Districts often ask which payment options can be used for nonexempt staff earnings.
Frequently asked pay questions include:
- Is it best to pay nonexempt employees only during the months they work or spread payments over a 12-month period?
- Must a district pay nonexempt employees twice a month (bimonthly) or can they pay once per month?
- What implications are there for the different payment options?
- Can employees have a choice in payment options?
Nonexempt employees include bus drivers, child nutrition workers, custodians, maintenance workers, groundskeepers, crossing guards, clerical staff, instructional aides, and other employees who are paid by the hour.
Annualizing pay is the method of paying an employee a pre-set amount of gross pay per month in equal monthly installments regardless of the number of months worked during the school year. Most districts annualize pay for salaried (exempt) staff as noted in board policy DEC (LOCAL). The decision to annualize pay for nonexempt staff is based on the district’s pay practices.
A district can pay certain groups of nonexempt employees on an annualized schedule (e.g., campus clerical staff and instructional aides) while paying other employee groups (e.g., child nutrition workers and bus drivers) on a schedule based on the months worked—typically 10 months.
An advantage of using annualized salary payment is it provides an opportunity for employees to receive the same paycheck amount each month, even during the summer months when they are not working. This can support retention of staff and encourage them to return to work for the district in the next school year. It also spreads out insurance premiums, taxes, and Teacher Retirement System (TRS) deductions over a 12-month period instead of a 10-month period. Additionally, annualized pay can be a more efficient process for the payroll department.

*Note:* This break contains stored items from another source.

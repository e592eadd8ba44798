//! Credentials providers.
//!
//! The client asks its [`CredentialsProvider`] for HTTP headers immediately
//! before every SOAP call, so a provider that refreshes tokens is observed
//! on the next request without any coordination.

use std::fmt;
use std::sync::Arc;
use std::time::Duration;

use async_trait::async_trait;
use bytes::Bytes;
use http::header::{AUTHORIZATION, CONTENT_TYPE};
use http::{HeaderMap, HeaderValue, Request};
use serde::{Deserialize, Serialize};
use tokio::sync::Mutex;
use tokio::time::Instant;

use crate::error::ClientError;
use crate::transport::{HyperTransport, RequestBody};

/// Google's OAuth 2.0 token endpoint.
pub const GOOGLE_OAUTH2_ENDPOINT: &str = "https://accounts.google.com/o/oauth2/token";

/// Tokens closer than this to expiry are refreshed before use.
pub const REFRESH_MARGIN: Duration = Duration::from_secs(5 * 60);

/// Produces the HTTP headers that authenticate a request.
///
/// Implementations must be safe to call concurrently; each call should
/// return headers that are valid right now.
#[async_trait]
pub trait CredentialsProvider: Send + Sync {
    async fn http_headers(&self) -> Result<HeaderMap, ClientError>;
}

#[async_trait]
impl<T: CredentialsProvider + ?Sized> CredentialsProvider for Arc<T> {
    async fn http_headers(&self) -> Result<HeaderMap, ClientError> {
        (**self).http_headers().await
    }
}

/// A fixed bearer token.
#[derive(Clone)]
pub struct AccessTokenCredentials {
    header: HeaderValue,
}

impl AccessTokenCredentials {
    pub fn new(access_token: &str) -> Result<Self, ClientError> {
        Ok(Self {
            header: bearer(access_token)?,
        })
    }
}

impl fmt::Debug for AccessTokenCredentials {
    fn fmt(&self, f: &mut fmt::Formatter<'_>) -> fmt::Result {
        f.debug_struct("AccessTokenCredentials").finish_non_exhaustive()
    }
}

#[async_trait]
impl CredentialsProvider for AccessTokenCredentials {
    async fn http_headers(&self) -> Result<HeaderMap, ClientError> {
        let mut headers = HeaderMap::new();
        headers.insert(AUTHORIZATION, self.header.clone());
        Ok(headers)
    }
}

#[derive(Serialize)]
struct RefreshRequest<'a> {
    client_id: &'a str,
    client_secret: &'a str,
    refresh_token: &'a str,
    grant_type: &'static str,
}

#[derive(Deserialize)]
struct TokenResponse {
    access_token: String,
    #[serde(default)]
    expires_in: Option<u64>,
}

#[derive(Deserialize)]
struct TokenError {
    error: String,
    #[serde(default)]
    error_description: Option<String>,
}

struct CachedToken {
    header: HeaderValue,
    expires_at: Option<Instant>,
}

impl CachedToken {
    fn is_fresh(&self, now: Instant) -> bool {
        self.expires_at
            .is_none_or(|expires_at| now + REFRESH_MARGIN < expires_at)
    }
}

/// OAuth 2.0 installed-application credentials.
///
/// Exchanges the refresh token for an access token on first use and again
/// whenever the cached token is within [`REFRESH_MARGIN`] of expiring.
/// Concurrent callers share one refresh.
pub struct RefreshTokenCredentials {
    client_id: String,
    client_secret: String,
    refresh_token: String,
    token_uri: String,
    transport: HyperTransport,
    cached: Mutex<Option<CachedToken>>,
}

impl fmt::Debug for RefreshTokenCredentials {
    fn fmt(&self, f: &mut fmt::Formatter<'_>) -> fmt::Result {
        f.debug_struct("RefreshTokenCredentials")
            .field("client_id", &self.client_id)
            .field("token_uri", &self.token_uri)
            .finish_non_exhaustive()
    }
}

impl RefreshTokenCredentials {
    /// Create credentials that refresh against Google's token endpoint.
    pub fn new<S: Into<String>>(client_id: S, client_secret: S, refresh_token: S) -> Result<Self, ClientError> {
        Ok(Self {
            client_id: client_id.into(),
            client_secret: client_secret.into(),
            refresh_token: refresh_token.into(),
            token_uri: GOOGLE_OAUTH2_ENDPOINT.to_string(),
            transport: HyperTransport::new()?,
            cached: Mutex::new(None),
        })
    }

    /// Use a different token endpoint.
    pub fn with_token_uri<S: Into<String>>(mut self, token_uri: S) -> Self {
        self.token_uri = token_uri.into();
        self
    }

    /// Use a specific transport, e.g. one that goes through a proxy.
    pub fn with_transport(mut self, transport: HyperTransport) -> Self {
        self.transport = transport;
        self
    }

    async fn refresh(&self) -> Result<CachedToken, ClientError> {
        let form = serde_qs::to_string(&RefreshRequest {
            client_id: &self.client_id,
            client_secret: &self.client_secret,
            refresh_token: &self.refresh_token,
            grant_type: "refresh_token",
        })
        .map_err(|e| ClientError::Credentials(format!("encoding token request failed: {e}")))?;

        let request = Request::post(&self.token_uri)
            .header(CONTENT_TYPE, "application/x-www-form-urlencoded")
            .body(RequestBody::new(Bytes::from(form)))
            .map_err(|e| ClientError::Credentials(format!("invalid token endpoint: {e}")))?;

        #[cfg(feature = "tracing")]
        tracing::debug!(token_uri = %self.token_uri, "refreshing OAuth2 access token");

        let requested_at = Instant::now();
        let response = self.transport.send(request).await?;
        let status = response.status();
        let body = response.into_body();

        if !status.is_success() {
            let reason = serde_json::from_slice::<TokenError>(&body)
                .map(|e| match e.error_description {
                    Some(description) => format!("{}: {}", e.error, description),
                    None => e.error,
                })
                .unwrap_or_else(|_| String::from_utf8_lossy(&body).into_owned());
            return Err(ClientError::Credentials(format!(
                "token refresh failed with HTTP {}: {}",
                status.as_u16(),
                reason
            )));
        }

        let token: TokenResponse = serde_json::from_slice(&body)
            .map_err(|e| ClientError::Credentials(format!("invalid token response: {e}")))?;
        Ok(CachedToken {
            header: bearer(&token.access_token)?,
            expires_at: token
                .expires_in
                .map(|secs| requested_at + Duration::from_secs(secs)),
        })
    }
}

#[async_trait]
impl CredentialsProvider for RefreshTokenCredentials {
    async fn http_headers(&self) -> Result<HeaderMap, ClientError> {
        let mut cached = self.cached.lock().await;
        let fresh = cached
            .as_ref()
            .is_some_and(|token| token.is_fresh(Instant::now()));
        if !fresh {
            *cached = Some(self.refresh().await?);
        }

        let mut headers = HeaderMap::new();
        if let Some(token) = cached.as_ref() {
            headers.insert(AUTHORIZATION, token.header.clone());
        }
        Ok(headers)
    }
}

fn bearer(token: &str) -> Result<HeaderValue, ClientError> {
    let mut value = HeaderValue::from_str(&format!("Bearer {token}"))
        .map_err(|_| ClientError::Credentials("access token contains invalid characters".into()))?;
    value.set_sensitive(true);
    Ok(value)
}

However, consideration should be given to the amount of the paycheck. For some jobs, it may be best to provide paychecks only during the months worked to provide a paycheck that is sufficient to cover an individual’s living expenses. This is particularly true for employees who start work late in the year but whose pay must be spread over the summer months, leading to very small paychecks for the first year of service.
Bimonthly or monthly
The Texas Payday Law, which requires Texas employers to pay nonexempt employees twice per month, does not apply to school districts but does apply to most charter schools. This allows school districts to choose whether to pay nonexempt employees bimonthly (twice per month) or monthly (once per month).
As noted above, paying only one time per month may be difficult for employees to budget expenses, although it may be more efficient for the payroll department.
Allowing nonexempt employees to choose annualized pay and/or bimonthly versus monthly pay is permissible However, it can be difficult for the payroll office to manage different pay cycles. Most districts simplify pay procedures by designating pay practices by job categories of employees.
Occasionally re-evaluating your district’s pay practices is a good idea. Practices that benefit employees can increase employee morale and retention, and, in this difficult hiring time, could make a difference in the retention of current key employees.